(Collected data entries)

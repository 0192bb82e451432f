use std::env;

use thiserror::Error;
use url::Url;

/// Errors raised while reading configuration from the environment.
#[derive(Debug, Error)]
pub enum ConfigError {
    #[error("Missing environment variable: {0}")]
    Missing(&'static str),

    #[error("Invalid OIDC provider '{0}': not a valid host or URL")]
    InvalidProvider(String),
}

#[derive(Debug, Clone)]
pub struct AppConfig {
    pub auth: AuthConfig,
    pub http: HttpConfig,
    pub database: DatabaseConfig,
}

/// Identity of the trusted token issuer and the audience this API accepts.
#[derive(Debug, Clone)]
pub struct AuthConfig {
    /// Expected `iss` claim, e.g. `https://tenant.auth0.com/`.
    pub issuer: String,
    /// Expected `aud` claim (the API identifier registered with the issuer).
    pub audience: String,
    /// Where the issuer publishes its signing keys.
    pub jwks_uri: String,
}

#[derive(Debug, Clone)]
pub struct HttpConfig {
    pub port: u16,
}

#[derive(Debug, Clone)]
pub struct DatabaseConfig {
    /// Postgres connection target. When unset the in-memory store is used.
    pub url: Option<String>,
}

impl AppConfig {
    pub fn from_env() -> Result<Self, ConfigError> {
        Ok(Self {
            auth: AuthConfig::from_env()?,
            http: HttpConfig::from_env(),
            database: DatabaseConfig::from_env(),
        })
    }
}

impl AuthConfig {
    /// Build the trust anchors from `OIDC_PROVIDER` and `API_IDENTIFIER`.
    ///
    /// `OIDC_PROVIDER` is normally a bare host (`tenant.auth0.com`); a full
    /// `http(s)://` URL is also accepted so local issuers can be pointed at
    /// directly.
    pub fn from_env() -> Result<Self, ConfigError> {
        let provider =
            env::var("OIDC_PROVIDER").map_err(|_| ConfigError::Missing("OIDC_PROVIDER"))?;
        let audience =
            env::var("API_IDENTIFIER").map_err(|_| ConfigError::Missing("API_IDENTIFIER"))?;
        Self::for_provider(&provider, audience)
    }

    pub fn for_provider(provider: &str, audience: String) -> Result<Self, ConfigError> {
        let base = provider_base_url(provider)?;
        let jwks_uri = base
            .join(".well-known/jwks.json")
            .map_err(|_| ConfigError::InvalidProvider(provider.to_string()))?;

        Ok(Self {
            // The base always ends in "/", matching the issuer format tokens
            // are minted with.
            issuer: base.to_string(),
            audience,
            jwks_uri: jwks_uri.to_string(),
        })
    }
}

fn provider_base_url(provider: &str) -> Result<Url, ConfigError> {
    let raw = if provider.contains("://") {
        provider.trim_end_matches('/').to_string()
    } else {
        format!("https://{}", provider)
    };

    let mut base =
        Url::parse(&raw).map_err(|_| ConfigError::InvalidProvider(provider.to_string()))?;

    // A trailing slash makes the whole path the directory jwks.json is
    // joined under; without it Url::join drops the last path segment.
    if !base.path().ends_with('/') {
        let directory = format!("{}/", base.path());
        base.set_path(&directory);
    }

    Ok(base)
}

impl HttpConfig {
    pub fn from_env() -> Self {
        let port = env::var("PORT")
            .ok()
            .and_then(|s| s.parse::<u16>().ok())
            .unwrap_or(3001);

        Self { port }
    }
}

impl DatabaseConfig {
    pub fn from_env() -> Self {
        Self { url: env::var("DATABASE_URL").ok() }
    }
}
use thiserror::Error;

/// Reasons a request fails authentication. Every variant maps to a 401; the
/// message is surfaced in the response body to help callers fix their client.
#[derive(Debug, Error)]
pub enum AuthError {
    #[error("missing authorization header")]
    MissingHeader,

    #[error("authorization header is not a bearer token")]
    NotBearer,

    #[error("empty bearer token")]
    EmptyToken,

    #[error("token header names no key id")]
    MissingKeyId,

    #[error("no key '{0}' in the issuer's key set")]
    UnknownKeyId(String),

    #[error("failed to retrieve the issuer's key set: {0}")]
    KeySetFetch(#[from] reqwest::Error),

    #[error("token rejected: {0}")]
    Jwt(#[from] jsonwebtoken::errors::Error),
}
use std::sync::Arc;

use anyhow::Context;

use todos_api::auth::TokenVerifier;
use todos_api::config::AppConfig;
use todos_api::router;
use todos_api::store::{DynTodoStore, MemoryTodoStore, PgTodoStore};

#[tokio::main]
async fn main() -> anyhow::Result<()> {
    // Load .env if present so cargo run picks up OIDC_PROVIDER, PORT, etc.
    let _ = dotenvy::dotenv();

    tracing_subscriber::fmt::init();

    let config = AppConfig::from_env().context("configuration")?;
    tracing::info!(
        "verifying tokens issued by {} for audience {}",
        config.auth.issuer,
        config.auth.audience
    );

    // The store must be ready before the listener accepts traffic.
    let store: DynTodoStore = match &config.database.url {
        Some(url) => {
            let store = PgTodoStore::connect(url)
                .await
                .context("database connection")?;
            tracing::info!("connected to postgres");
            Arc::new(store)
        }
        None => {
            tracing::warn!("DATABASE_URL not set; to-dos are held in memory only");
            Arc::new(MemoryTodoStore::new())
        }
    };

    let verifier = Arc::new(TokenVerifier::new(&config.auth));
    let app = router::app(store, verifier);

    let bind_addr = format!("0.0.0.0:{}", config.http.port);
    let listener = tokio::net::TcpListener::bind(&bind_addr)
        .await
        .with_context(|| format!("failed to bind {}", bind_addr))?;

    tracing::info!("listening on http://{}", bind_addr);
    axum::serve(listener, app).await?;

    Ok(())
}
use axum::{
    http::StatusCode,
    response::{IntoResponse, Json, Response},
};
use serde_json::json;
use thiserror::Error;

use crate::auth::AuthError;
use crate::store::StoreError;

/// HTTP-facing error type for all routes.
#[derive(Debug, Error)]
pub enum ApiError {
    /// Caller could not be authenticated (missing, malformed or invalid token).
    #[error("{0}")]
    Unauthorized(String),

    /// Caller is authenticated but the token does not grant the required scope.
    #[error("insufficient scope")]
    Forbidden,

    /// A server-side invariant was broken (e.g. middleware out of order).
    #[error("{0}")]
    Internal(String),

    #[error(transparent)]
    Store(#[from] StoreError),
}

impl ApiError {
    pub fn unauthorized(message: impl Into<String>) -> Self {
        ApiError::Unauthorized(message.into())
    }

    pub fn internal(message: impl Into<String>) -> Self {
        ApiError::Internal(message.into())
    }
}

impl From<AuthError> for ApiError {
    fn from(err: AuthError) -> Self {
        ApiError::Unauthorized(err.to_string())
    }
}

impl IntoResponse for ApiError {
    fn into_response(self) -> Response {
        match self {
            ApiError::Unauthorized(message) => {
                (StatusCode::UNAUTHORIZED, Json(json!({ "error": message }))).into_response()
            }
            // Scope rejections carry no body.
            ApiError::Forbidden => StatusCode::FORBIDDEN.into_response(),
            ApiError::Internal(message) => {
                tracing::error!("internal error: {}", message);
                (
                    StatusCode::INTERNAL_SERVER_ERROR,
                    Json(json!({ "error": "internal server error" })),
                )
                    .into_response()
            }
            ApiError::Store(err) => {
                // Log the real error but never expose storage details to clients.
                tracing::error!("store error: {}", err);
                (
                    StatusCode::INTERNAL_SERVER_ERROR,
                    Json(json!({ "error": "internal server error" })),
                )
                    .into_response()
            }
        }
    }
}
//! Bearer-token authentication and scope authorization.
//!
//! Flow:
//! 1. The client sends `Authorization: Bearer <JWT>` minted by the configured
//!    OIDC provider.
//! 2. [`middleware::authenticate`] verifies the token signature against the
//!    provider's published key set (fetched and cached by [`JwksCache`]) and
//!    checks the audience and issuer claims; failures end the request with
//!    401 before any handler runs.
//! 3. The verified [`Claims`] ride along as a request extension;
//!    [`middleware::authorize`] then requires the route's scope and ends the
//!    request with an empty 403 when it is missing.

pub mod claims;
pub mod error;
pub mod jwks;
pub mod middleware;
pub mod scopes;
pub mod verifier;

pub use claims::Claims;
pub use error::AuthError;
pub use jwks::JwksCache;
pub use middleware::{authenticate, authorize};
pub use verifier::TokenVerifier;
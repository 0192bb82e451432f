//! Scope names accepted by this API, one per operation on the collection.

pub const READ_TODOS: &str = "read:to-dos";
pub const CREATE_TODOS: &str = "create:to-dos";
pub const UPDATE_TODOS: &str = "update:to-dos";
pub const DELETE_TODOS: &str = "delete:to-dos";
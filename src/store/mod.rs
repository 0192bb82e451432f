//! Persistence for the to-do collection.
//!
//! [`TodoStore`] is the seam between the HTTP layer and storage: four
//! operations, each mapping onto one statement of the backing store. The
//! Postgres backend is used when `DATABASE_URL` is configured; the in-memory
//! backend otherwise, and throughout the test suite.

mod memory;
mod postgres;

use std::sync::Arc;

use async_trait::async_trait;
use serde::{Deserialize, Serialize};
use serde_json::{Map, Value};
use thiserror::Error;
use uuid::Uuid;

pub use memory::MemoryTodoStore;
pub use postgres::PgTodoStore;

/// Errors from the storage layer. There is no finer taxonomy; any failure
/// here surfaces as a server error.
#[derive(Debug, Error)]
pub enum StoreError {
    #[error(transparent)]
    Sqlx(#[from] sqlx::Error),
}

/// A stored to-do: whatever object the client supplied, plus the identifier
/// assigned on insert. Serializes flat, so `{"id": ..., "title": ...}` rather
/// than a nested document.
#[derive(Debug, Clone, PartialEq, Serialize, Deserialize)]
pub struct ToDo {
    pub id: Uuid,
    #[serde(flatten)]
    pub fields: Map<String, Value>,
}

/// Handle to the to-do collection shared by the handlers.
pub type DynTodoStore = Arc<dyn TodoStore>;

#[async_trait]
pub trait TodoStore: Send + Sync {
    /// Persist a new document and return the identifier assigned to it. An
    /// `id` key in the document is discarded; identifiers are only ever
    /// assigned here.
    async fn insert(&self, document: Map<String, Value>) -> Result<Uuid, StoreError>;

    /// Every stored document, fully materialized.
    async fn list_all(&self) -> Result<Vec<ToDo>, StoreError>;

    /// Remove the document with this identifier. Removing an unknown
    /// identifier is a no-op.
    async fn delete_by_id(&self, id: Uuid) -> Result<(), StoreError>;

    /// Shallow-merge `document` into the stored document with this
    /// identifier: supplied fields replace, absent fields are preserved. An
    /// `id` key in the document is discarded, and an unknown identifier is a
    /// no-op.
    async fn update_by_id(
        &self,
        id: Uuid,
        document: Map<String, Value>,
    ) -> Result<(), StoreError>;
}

**TO DO:** Scan the data above; copy every line where "const" appears.

**ANSWER SPACE:**
pub const READ_TODOS: &str = "read:to-dos";
pub const CREATE_TODOS: &str = "create:to-dos";
pub const UPDATE_TODOS: &str = "update:to-dos";
pub const DELETE_TODOS: &str = "delete:to-dos";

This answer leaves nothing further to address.